Among the entries below, only the lines starting at the one with "let stderr = String::from_utf8(output.stderr)?;" and ending at the one with "Self::Ratio(ratio) => score", both included, are to be printed exactly.

Dataset entries:
==================================================

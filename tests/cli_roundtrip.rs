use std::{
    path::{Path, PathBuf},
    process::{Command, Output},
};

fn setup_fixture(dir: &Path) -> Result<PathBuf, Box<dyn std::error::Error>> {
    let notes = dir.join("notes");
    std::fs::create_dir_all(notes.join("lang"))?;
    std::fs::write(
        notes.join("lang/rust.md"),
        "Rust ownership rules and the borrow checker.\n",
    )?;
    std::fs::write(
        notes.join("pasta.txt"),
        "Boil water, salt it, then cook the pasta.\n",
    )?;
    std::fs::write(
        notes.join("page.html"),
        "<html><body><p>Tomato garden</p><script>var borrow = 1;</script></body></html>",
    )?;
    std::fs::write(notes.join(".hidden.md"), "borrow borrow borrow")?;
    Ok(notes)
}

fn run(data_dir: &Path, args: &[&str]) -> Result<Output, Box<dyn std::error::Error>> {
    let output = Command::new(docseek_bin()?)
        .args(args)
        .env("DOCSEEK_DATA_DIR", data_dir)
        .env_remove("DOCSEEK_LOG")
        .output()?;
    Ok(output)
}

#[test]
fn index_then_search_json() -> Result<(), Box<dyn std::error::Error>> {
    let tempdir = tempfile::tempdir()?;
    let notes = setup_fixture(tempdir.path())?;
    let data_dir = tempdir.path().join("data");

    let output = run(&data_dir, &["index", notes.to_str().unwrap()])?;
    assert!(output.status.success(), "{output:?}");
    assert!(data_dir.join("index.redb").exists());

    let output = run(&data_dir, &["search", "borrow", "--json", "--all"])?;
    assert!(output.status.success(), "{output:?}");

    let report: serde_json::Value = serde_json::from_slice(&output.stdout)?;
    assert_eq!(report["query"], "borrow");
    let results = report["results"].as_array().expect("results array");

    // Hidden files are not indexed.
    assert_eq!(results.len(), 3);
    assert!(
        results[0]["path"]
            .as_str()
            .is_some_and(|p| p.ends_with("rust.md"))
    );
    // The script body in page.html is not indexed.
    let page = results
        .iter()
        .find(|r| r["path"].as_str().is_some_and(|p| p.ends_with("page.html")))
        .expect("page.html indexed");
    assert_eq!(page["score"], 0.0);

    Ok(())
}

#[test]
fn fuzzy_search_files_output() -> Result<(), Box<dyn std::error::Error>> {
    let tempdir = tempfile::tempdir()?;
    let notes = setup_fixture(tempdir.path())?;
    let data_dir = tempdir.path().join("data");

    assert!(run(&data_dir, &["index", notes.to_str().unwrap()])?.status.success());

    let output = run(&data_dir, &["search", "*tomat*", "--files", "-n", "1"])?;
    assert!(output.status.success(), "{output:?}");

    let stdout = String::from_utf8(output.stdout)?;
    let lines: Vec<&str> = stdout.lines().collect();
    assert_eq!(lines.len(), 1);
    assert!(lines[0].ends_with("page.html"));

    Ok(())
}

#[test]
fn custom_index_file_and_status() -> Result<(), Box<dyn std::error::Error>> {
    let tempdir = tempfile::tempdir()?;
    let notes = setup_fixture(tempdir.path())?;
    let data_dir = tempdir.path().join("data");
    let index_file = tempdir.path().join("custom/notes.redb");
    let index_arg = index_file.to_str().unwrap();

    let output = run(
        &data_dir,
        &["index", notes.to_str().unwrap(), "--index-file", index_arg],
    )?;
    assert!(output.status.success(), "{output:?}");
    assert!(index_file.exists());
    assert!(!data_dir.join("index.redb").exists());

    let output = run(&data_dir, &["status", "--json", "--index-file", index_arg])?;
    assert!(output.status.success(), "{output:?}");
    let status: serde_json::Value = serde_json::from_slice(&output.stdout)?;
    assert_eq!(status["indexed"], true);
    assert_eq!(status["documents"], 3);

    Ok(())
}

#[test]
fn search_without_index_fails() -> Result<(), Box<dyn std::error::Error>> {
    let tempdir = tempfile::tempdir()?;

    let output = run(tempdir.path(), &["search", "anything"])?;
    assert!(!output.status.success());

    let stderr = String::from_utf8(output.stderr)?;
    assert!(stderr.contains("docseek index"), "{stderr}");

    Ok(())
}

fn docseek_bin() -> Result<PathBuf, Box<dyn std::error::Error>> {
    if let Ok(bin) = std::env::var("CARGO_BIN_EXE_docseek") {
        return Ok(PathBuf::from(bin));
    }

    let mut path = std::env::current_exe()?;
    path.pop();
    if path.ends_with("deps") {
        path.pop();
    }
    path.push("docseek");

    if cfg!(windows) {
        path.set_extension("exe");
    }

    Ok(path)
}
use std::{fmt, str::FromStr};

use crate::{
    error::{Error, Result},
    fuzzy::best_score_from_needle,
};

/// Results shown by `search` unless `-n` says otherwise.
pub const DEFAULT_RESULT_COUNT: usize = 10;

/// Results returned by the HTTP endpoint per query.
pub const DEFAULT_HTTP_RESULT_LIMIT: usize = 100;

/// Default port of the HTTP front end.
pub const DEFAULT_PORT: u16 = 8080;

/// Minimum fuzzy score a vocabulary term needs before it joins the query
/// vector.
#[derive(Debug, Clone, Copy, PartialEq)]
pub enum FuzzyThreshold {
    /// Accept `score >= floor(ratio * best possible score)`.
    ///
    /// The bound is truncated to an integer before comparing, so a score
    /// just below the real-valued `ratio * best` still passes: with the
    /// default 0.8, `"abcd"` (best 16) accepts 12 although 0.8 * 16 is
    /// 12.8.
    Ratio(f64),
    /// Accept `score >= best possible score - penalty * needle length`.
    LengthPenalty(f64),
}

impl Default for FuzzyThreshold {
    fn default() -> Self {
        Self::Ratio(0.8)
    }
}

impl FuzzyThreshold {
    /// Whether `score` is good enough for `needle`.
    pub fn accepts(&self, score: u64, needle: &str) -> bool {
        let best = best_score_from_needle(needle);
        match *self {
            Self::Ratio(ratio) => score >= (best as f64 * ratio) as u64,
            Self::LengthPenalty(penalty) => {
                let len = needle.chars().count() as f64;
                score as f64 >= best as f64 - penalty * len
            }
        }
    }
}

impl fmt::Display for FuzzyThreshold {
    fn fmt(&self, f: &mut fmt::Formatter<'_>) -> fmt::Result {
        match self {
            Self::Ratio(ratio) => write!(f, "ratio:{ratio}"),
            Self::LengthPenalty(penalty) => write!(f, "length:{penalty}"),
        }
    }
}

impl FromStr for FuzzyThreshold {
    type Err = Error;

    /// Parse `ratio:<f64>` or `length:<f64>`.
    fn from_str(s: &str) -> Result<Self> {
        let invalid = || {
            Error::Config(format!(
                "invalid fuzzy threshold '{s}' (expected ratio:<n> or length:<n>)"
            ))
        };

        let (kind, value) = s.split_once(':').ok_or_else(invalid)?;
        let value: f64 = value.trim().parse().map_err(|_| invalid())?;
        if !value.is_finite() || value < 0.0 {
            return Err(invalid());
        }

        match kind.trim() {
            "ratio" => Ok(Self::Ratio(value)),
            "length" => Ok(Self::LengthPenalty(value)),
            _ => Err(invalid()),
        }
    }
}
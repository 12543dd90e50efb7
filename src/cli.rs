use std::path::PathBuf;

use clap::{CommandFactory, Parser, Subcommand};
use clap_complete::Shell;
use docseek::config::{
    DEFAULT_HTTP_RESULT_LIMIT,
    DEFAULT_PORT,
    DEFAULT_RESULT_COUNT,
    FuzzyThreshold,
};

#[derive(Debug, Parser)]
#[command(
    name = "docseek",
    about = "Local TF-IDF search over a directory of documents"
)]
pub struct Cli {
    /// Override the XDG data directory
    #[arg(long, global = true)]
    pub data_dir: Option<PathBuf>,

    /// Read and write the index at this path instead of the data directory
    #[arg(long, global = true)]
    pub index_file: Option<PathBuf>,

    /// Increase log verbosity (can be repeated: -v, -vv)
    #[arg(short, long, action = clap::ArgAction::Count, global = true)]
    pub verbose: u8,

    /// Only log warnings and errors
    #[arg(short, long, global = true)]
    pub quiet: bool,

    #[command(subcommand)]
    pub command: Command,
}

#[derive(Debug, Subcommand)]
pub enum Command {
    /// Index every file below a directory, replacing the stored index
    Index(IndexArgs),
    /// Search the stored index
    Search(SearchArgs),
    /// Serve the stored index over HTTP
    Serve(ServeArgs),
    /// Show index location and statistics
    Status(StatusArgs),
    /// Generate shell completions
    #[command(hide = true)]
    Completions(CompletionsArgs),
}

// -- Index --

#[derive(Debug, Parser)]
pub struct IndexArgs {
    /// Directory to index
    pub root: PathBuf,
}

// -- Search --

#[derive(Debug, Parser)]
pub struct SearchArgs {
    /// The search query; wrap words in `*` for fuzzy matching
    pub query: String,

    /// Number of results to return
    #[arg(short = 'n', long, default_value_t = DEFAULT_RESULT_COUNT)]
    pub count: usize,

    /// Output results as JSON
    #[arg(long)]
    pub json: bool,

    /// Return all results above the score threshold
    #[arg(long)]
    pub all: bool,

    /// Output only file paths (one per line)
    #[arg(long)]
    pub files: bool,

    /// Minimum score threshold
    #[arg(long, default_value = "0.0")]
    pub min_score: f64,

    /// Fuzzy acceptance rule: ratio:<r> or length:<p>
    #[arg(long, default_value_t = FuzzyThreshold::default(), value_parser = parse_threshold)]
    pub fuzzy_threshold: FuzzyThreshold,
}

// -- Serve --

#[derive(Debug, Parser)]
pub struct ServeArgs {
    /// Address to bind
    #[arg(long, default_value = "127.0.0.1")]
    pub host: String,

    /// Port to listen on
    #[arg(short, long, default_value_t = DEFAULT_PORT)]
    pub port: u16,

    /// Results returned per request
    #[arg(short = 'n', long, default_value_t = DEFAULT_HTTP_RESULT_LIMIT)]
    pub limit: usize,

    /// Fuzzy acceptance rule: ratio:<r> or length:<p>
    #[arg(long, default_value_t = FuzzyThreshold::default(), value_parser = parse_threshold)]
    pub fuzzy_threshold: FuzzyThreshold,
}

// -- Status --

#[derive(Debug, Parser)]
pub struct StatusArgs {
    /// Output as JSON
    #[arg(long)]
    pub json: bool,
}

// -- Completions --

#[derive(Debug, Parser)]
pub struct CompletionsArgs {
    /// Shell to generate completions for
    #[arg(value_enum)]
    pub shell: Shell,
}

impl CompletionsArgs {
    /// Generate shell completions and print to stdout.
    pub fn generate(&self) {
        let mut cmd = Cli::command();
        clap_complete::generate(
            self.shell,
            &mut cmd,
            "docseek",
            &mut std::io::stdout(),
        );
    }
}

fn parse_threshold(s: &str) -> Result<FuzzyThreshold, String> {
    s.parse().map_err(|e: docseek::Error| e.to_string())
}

==================================================

## [YOUR RESPONSE]
    let stderr = String::from_utf8(output.stderr)?;
    assert!(stderr.contains("docseek index"), "{stderr}");

    Ok(())
}

fn docseek_bin() -> Result<PathBuf, Box<dyn std::error::Error>> {
    if let Ok(bin) = std::env::var("CARGO_BIN_EXE_docseek") {
        return Ok(PathBuf::from(bin));
    }

    let mut path = std::env::current_exe()?;
    path.pop();
    if path.ends_with("deps") {
        path.pop();
    }
    path.push("docseek");

    if cfg!(windows) {
        path.set_extension("exe");
    }

    Ok(path)
}
use std::{fmt, str::FromStr};

use crate::{
    error::{Error, Result},
    fuzzy::best_score_from_needle,
};

/// Results shown by `search` unless `-n` says otherwise.
pub const DEFAULT_RESULT_COUNT: usize = 10;

/// Results returned by the HTTP endpoint per query.
pub const DEFAULT_HTTP_RESULT_LIMIT: usize = 100;

/// Default port of the HTTP front end.
pub const DEFAULT_PORT: u16 = 8080;

/// Minimum fuzzy score a vocabulary term needs before it joins the query
/// vector.
#[derive(Debug, Clone, Copy, PartialEq)]
pub enum FuzzyThreshold {
    /// Accept `score >= floor(ratio * best possible score)`.
    ///
    /// The bound is truncated to an integer before comparing, so a score
    /// just below the real-valued `ratio * best` still passes: with the
    /// default 0.8, `"abcd"` (best 16) accepts 12 although 0.8 * 16 is
    /// 12.8.
    Ratio(f64),
    /// Accept `score >= best possible score - penalty * needle length`.
    LengthPenalty(f64),
}

impl Default for FuzzyThreshold {
    fn default() -> Self {
        Self::Ratio(0.8)
    }
}

impl FuzzyThreshold {
    /// Whether `score` is good enough for `needle`.
    pub fn accepts(&self, score: u64, needle: &str) -> bool {
        let best = best_score_from_needle(needle);
        match *self {
            Self::Ratio(ratio) => score >= (best as f64 * ratio) as u64,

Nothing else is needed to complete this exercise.